Maar extreme klimaatontkenning en complotdenken zijn niet onschadelijk omdat ze door slechts een handvol geloofd worden. Er is een parallel met klimaatactivisme. Veel mensen vinden het blokkeren van een snelweg te extreem, maar gaan zich daardoor wel openstellen voor acties die voor hen wel acceptabel zijn en die bijdragen aan klimaatbeleid. Veel mensen vinden het ook te extreem om te ontkennen dat klimaatverandering plaatsvindt of een probleem is, maar staan daardoor wel open voor de nieuwe strategie van klimaatbekoeling, waarin klimaatontkenning wordt gepresenteerd als een rationele middenweg. Ook hier zijn de klimaatontkenners enorm vernuftig in: de tabaksindustrie erkent inmiddels de schadelijkheid van tabak maar richt zich op vapen, net als bedrijven als Shell en Esso die al decennia van de klimaatcrisis wisten, zich nu richten op greenwashen. En net als de handelaren in twijfel die van de tabaksindustrie gingen werken voor de fossiele industrie, hebben veel van degenen in klimaatontkennende denktanks een achtergrond bij Shell of andere oliebedrijven. Extreme klimaatontkenning, wat onder een klein deel van de bevolking leeft, werkt dus subtielere vormen van klimaatontkenning in de hand, zoals het idee dat techniek de klimaatcrisis voor ons zal oplossen.
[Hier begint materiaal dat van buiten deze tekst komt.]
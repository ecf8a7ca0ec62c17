//! Token encoding and decoding.

use std::fmt;

use base64::Engine as _;
use base64::engine::general_purpose::URL_SAFE_NO_PAD;
use chrono::Utc;
use jsonwebtoken::{DecodingKey, EncodingKey, Header, Validation};
use serde::Deserialize;

use crate::algorithm::SigningMethod;
use crate::claims::{Claims, EXPIRY_CLAIM, issued_after, stamp_expiry};
use crate::error::{JwtError, Result};

fn default_algorithm() -> String {
    SigningMethod::Hs256.name().to_string()
}

/// Serializable codec settings, for embedding in application config.
#[derive(Clone, Deserialize)]
pub struct JwtConfig {
    /// Shared signing secret.
    pub secret: String,
    /// Algorithm name, `HS256` when omitted.
    #[serde(default = "default_algorithm")]
    pub algorithm: String,
}

impl fmt::Debug for JwtConfig {
    fn fmt(&self, f: &mut fmt::Formatter<'_>) -> fmt::Result {
        f.debug_struct("JwtConfig")
            .field("secret", &"<redacted>")
            .field("algorithm", &self.algorithm)
            .finish()
    }
}

/// Only the field the codec checks before verification.
#[derive(Deserialize)]
struct RawHeader {
    alg: String,
}

/// Encodes claims into signed tokens and decodes them back.
///
/// Every token expires 24 hours after it is issued. Decoding only accepts
/// tokens whose header names the configured algorithm.
///
/// # Example
///
/// ```ignore
/// use mon_jwt::{Claims, JwtCodec};
///
/// let codec = JwtCodec::new("secret", "HS256");
///
/// let mut claims = Claims::new();
/// claims.insert("name".into(), "john doe".into());
/// let token = codec.encrypt(&mut claims)?;
///
/// let decoded = codec.decrypt(&token)?;
/// assert_eq!(decoded["name"], "john doe");
/// ```
#[derive(Clone)]
pub struct JwtCodec {
    secret: Vec<u8>,
    algorithm: String,
}

impl JwtCodec {
    /// Create a codec from a secret and an algorithm name such as `"HS256"`.
    ///
    /// The name is resolved on each call, so an unknown name surfaces as an
    /// error from [`encrypt`](Self::encrypt) or [`decrypt`](Self::decrypt).
    pub fn new(secret: impl Into<String>, algorithm: impl Into<String>) -> Self {
        Self {
            secret: secret.into().into_bytes(),
            algorithm: algorithm.into(),
        }
    }

    /// Create a codec from deserialized settings.
    pub fn from_config(config: JwtConfig) -> Self {
        Self::new(config.secret, config.algorithm)
    }

    /// The configured algorithm name.
    pub fn algorithm(&self) -> &str {
        &self.algorithm
    }

    /// Resolve the configured algorithm name.
    pub fn signing_method(&self) -> Result<SigningMethod> {
        SigningMethod::from_name(&self.algorithm)
    }

    /// Stamp `exp` onto `claims` and sign them.
    ///
    /// Any existing `exp` is overwritten with now + 24 hours. `claims` is
    /// left untouched if the algorithm cannot be resolved.
    pub fn encrypt(&self, claims: &mut Claims) -> Result<String> {
        let method = self.signing_method()?;
        let expires_at = stamp_expiry(claims, Utc::now());

        let token = jsonwebtoken::encode(
            &Header::new(method.algorithm()),
            &*claims,
            &EncodingKey::from_secret(&self.secret),
        )
        .map_err(JwtError::Signing)?;

        tracing::debug!(
            target: "mon_jwt",
            alg = method.name(),
            exp = expires_at.timestamp(),
            "Issued token"
        );
        Ok(token)
    }

    /// Verify a token and return its claims, `exp` included.
    pub fn decrypt(&self, token: &str) -> Result<Claims> {
        let method = self.signing_method()?;

        let found = header_algorithm(token)?;
        if found != method.name() {
            tracing::warn!(
                target: "mon_jwt",
                expected = method.name(),
                found = %found,
                "Rejected token with unexpected signing method"
            );
            return Err(JwtError::InvalidSigningMethod {
                expected: method.name(),
                found,
            });
        }

        let mut validation = Validation::new(method.algorithm());
        validation.leeway = 0;
        validation.validate_nbf = true;
        validation.validate_aud = false;
        validation.set_required_spec_claims(&[EXPIRY_CLAIM]);

        let data = jsonwebtoken::decode::<Claims>(
            token,
            &DecodingKey::from_secret(&self.secret),
            &validation,
        )
        .map_err(JwtError::from_validation)?;

        // jsonwebtoken does not look at `iat`
        if issued_after(&data.claims, Utc::now()) {
            return Err(JwtError::IssuedInFuture);
        }

        Ok(data.claims)
    }
}

impl fmt::Debug for JwtCodec {
    fn fmt(&self, f: &mut fmt::Formatter<'_>) -> fmt::Result {
        f.debug_struct("JwtCodec")
            .field("secret", &"<redacted>")
            .field("algorithm", &self.algorithm)
            .finish()
    }
}

/// Read the `alg` header of a compact token without verifying it.
fn header_algorithm(token: &str) -> Result<String> {
    let mut segments = token.split('.');
    let (Some(header), Some(_), Some(_), None) = (
        segments.next(),
        segments.next(),
        segments.next(),
        segments.next(),
    ) else {
        return Err(JwtError::Malformed(
            "expected three dot-separated segments".into(),
        ));
    };

    let raw = URL_SAFE_NO_PAD
        .decode(header)
        .map_err(|e| JwtError::Malformed(format!("header is not base64url: {e}")))?;
    let header: RawHeader = serde_json::from_slice(&raw)
        .map_err(|e| JwtError::Malformed(format!("header is not valid JSON: {e}")))?;
    Ok(header.alg)
}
Het beste bewijs hiervoor is dat de PVV het FvD als ‘vrij ver op weg naar de maan’ wist weg te zetten en daardoor zelf gematigder en rationeler over kwam. Helaas verdiepen journalisten zich niet in klimaatdesinformatie en klimaatobstructie, anders zouden ze weten dat de PVV de oudste nog actieve klimaatontkennende partij van Nederland is. Deze partij staat momenteel het hoogst in de peilingen.
Tot slot, de laatste reden waarom we niet naar klimaatwetenschap handelen is tweeledig. De feiten zijn te pijnlijk om onder ogen te zien en als we de feiten erkennen worden we verantwoordelijk om ernaar te handelen. Vermijdingsgedrag in de vorm van positivisme en moodsplaining enerzijds, en wetenschapsontkenning anderzijds, zijn beide welkome uitvluchten voor iemand voor wie het erkennen van de realiteit te pijnlijk is. Maar er zijn nog allerlei andere psychologische en sociale mechanismes die de realisatie dat we echt in een klimaatcrisis zitten proberen te vertragen. Simpel gezegd, we leven in een bubbel en hoewel het in stand houden van die bubbel onze eigen kinderen en kleinkinderen schade berokkent, stellen we het tot ons laten doordringen van de ernst van de situatie waar Nederland zich in bevindt nog even uit.
Maar ik ben positief, want zoals ik in mijn nieuwe boek betoog, we worden Plato’s grot uitgesleurd. We zullen de realiteit onder ogen zien en daarnaar gaan handelen. En daarom ben ik een klimaatoptimist.